Der Sitzbeinstachel

Das Sitzbein besteht aus drei Knochen, die zusammen mit dem Schambein und dem Hüftbein den Beckenknochen bilden. Nach 16–17 Jahren verbinden sich diese Knochen unter Beteiligung von Knorpelgewebe; im weiteren Verlauf der vollständigen Ossifikation des Knorpels werden die Grenzen zwischen ihnen vollständig geglättet.

Sitzbein

Als Teil der Wirbelsäule und des Beckens dient das Sitzbein sowohl als Knochenbehälter für lebenswichtige Organe in diesem Bereich als auch als Stütze für diese Organe sowie zur Befestigung der unteren Gliedmaßen am Rumpf.

Aufbau des Sitzbeins

Man unterscheidet beim Aufbau des Sitzbeins folgende Teile:

  • das den Körper des Knochens bildende Hüftgelenkpfannenende
  • die Sitzbeinäste

Die Sitzbeinfortsatzgrube ist eine Knochenausbuchtung an der Rückseite des Knochenkörpers.

Hinter dem Sitzbeinkamm liegt das Sitzbeintuberkel auf der Hauptkammfläche des Knochenzweigs.

Der Sitzbeinhöcker ist eine Verdickung mit unebener Oberfläche am gebogenen Teil des Schambeinastes.

Der untere Bereich des Sitzbeinastes verschmilzt mit dem Schambein.

Die Sitz- und Schambeine begrenzen das Hüftgelenk; oberhalb dessen Randes verläuft die breite Sitzbeinnarbe mit den gleichnamigen Nerven.

Ursachen für Schmerzen im Sitzbein

Schmerzen im Becken können verschiedene Ursachen haben: Traumata sowie entzündliche Erkrankungen des Hüftgelenks oder Infektionen.

Ein Sitzbeinbruch entsteht meist durch einen Aufprall auf das Gesäß oder bei einer Beckenverrenkung.

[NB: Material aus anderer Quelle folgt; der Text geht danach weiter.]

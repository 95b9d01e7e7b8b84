//! Supported store type cache.
//!
//! A [`TypeCatalog`] holds the data type families a server reports in
//! `system.data_type_families`. It is loaded once per connection by whoever
//! owns the connection and passed explicitly to the code that validates
//! column types.

use std::collections::{BTreeMap, HashSet};

/// Type families every wrapper-aware lookup can see through.
const WRAPPER_FAMILIES: [&str; 2] = ["Nullable", "LowCardinality"];

/// Data type families supported by one server.
#[derive(Debug, Clone, Default, PartialEq, Eq)]
pub struct TypeCatalog {
    /// Family name to canonical (alias-resolved) name.
    families: BTreeMap<String, String>,
    /// Lowercased names of case-insensitive families.
    case_insensitive: HashSet<String>,
}

/// One row of `system.data_type_families`.
#[derive(Debug, Clone, PartialEq, Eq)]
pub struct TypeFamily {
    pub name: String,
    pub case_insensitive: bool,
    /// Canonical family this name is an alias of, if any.
    pub alias_to: Option<String>,
}

impl TypeCatalog {
    /// Build a catalog from introspected families.
    pub fn from_families<I>(families: I) -> Self
    where
        I: IntoIterator<Item = TypeFamily>,
    {
        let mut catalog = TypeCatalog::default();
        for family in families {
            if family.case_insensitive {
                catalog.case_insensitive.insert(family.name.to_ascii_lowercase());
            }
            let canonical = family
                .alias_to
                .filter(|a| !a.is_empty())
                .unwrap_or_else(|| family.name.clone());
            catalog.families.insert(family.name, canonical);
        }
        catalog
    }

    pub fn len(&self) -> usize {
        self.families.len()
    }

    pub fn is_empty(&self) -> bool {
        self.families.is_empty()
    }

    /// All family names, sorted.
    pub fn names(&self) -> impl Iterator<Item = &str> {
        self.families.keys().map(String::as_str)
    }

    /// Canonical name of `family`, resolving aliases.
    pub fn canonical(&self, family: &str) -> Option<&str> {
        if let Some(canonical) = self.families.get(family) {
            return Some(canonical);
        }
        let lower = family.to_ascii_lowercase();
        if !self.case_insensitive.contains(&lower) {
            return None;
        }
        self.families
            .iter()
            .find(|(name, _)| name.to_ascii_lowercase() == lower)
            .map(|(_, canonical)| canonical.as_str())
    }

    /// Whether a full type expression is supported.
    ///
    /// The expression must be a single family name, optionally followed by
    /// one balanced parameter list that ends the expression. The outermost
    /// family must be known; for `Nullable(..)` and `LowCardinality(..)` the
    /// wrapped type is checked too. Parameters of other families
    /// (`Decimal(9, 2)`, `Enum8('a' = 1)`) are only checked for balance.
    pub fn supports(&self, type_name: &str) -> bool {
        let Some((family, args)) = split_type_expression(type_name) else {
            return false;
        };

        if self.canonical(family).is_none() {
            return false;
        }

        if WRAPPER_FAMILIES.contains(&family) {
            return args.map_or(false, |inner| self.supports(inner));
        }
        true
    }
}

/// Split `Family(args)` into the family and the text between the outer
/// parentheses. Returns `None` unless the whole expression is well formed.
fn split_type_expression(type_name: &str) -> Option<(&str, Option<&str>)> {
    let type_name = type_name.trim();
    if type_name.contains(';') || type_name.contains('`') || type_name.contains("--") {
        return None;
    }

    let family_end = type_name
        .find(|c: char| !(c.is_ascii_alphanumeric() || c == '_'))
        .unwrap_or(type_name.len());
    let family = &type_name[..family_end];
    if family.is_empty() {
        return None;
    }

    let rest = &type_name[family_end..];
    if rest.is_empty() {
        return Some((family, None));
    }
    if !rest.starts_with('(') {
        return None;
    }

    let bytes = rest.as_bytes();
    let mut depth = 0usize;
    let mut in_string = false;
    let mut i = 0;
    while i < bytes.len() {
        match (in_string, bytes[i]) {
            (true, b'\\') => i += 1,
            (true, b'\'') => in_string = false,
            (true, _) => {}
            (false, b'\'') => in_string = true,
            (false, b'(') => depth += 1,
            (false, b')') => {
                depth = depth.checked_sub(1)?;
                if depth == 0 {
                    return (i == bytes.len() - 1).then(|| (family, Some(rest[1..i].trim())));
                }
            }
            (false, _) => {}
        }
        i += 1;
    }
    None
}

#[cfg(test)]
mod tests {
    use super::*;

    fn family(name: &str, case_insensitive: bool, alias_to: Option<&str>) -> TypeFamily {
        TypeFamily {
            name: name.to_string(),
            case_insensitive,
            alias_to: alias_to.map(str::to_string),
        }
    }

    fn catalog() -> TypeCatalog {
        TypeCatalog::from_families(vec![
            family("Int32", false, None),
            family("String", false, None),
            family("Nullable", false, None),
            family("LowCardinality", false, None),
            family("Decimal", true, None),
            family("TEXT", true, Some("String")),
            family("INTEGER", true, Some("Int32")),
        ])
    }

    #[test]
    fn test_supports_plain_families() {
        let catalog = catalog();
        assert!(catalog.supports("Int32"));
        assert!(catalog.supports("String"));
        assert!(!catalog.supports("Int128"));
        assert!(!catalog.supports(""));
    }

    #[test]
    fn test_supports_rejects_trailing_text() {
        let catalog = catalog();
        assert!(!catalog.supports("Decimal(9, 2)) ENGINE = Log --"));
        assert!(!catalog.supports("Decimal(9, 2) ENGINE = Log"));
        assert!(!catalog.supports("Int32; DROP TABLE t"));
        assert!(!catalog.supports("Decimal(9, 2"));
        assert!(!catalog.supports("Nullable(Int32))"));
        assert!(!catalog.supports("`Int32`"));
    }

    #[test]
    fn test_supports_quoted_parameters() {
        let catalog = TypeCatalog::from_families(vec![family("Enum8", false, None)]);
        assert!(catalog.supports("Enum8('a' = 1, 'b' = 2)"));
        assert!(catalog.supports("Enum8('(' = 1, ')' = 2)"));
        assert!(catalog.supports("Enum8('it\\'s' = 1)"));
        assert!(!catalog.supports("Enum8('a' = 1"));
    }

    #[test]
    fn test_supports_wrapped_types() {
        let catalog = catalog();
        assert!(catalog.supports("Nullable(Int32)"));
        assert!(catalog.supports("LowCardinality(Nullable(String))"));
        assert!(!catalog.supports("Nullable(Int128)"));
        assert!(!catalog.supports("Nullable"));
    }

    #[test]
    fn test_supports_parameterized_and_case_insensitive() {
        let catalog = catalog();
        assert!(catalog.supports("Decimal(9, 2)"));
        assert!(catalog.supports("decimal(9, 2)"));
        assert!(catalog.supports("text"));
        assert!(!catalog.supports("int32"));
    }

    #[test]
    fn test_alias_resolution() {
        let catalog = catalog();
        assert_eq!(catalog.canonical("TEXT"), Some("String"));
        assert_eq!(catalog.canonical("integer"), Some("Int32"));
        assert_eq!(catalog.canonical("Int32"), Some("Int32"));
        assert_eq!(catalog.canonical("Missing"), None);
    }

    #[test]
    fn test_empty_catalog() {
        let catalog = TypeCatalog::default();
        assert!(catalog.is_empty());
        assert!(!catalog.supports("String"));
        assert_eq!(self::catalog().len(), 7);
    }
}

Die Schmerzen treten in der Regel bei Bewegung auf, insbesondere beim Beugen des Unterschenkels. Die Diagnose erfolgt mittels Röntgenaufnahmen.

Die Behandlung von Sitzbeinbrüchen beginnt mit der Betäubung des Bruchortes. Bei einseitigen Brüchen sowie bei einigen zweiseitigen Brüchen ohne Abtrennung der Knochenstücke genügt meist eine mittlere physiologische Lagerung mit getrennten Gliedmaßen oder speziell orthopädische Betten.

Die vollständige Wiederherstellung nach dem Bruch sowie die volle Belastbarkeit des Beins sind frühestens nach sieben Wochen möglich. Für die Rehabilitation nach einem Sitzbeinbruch kommen Physiotherapie, Massage und Heilsport zum Einsatz.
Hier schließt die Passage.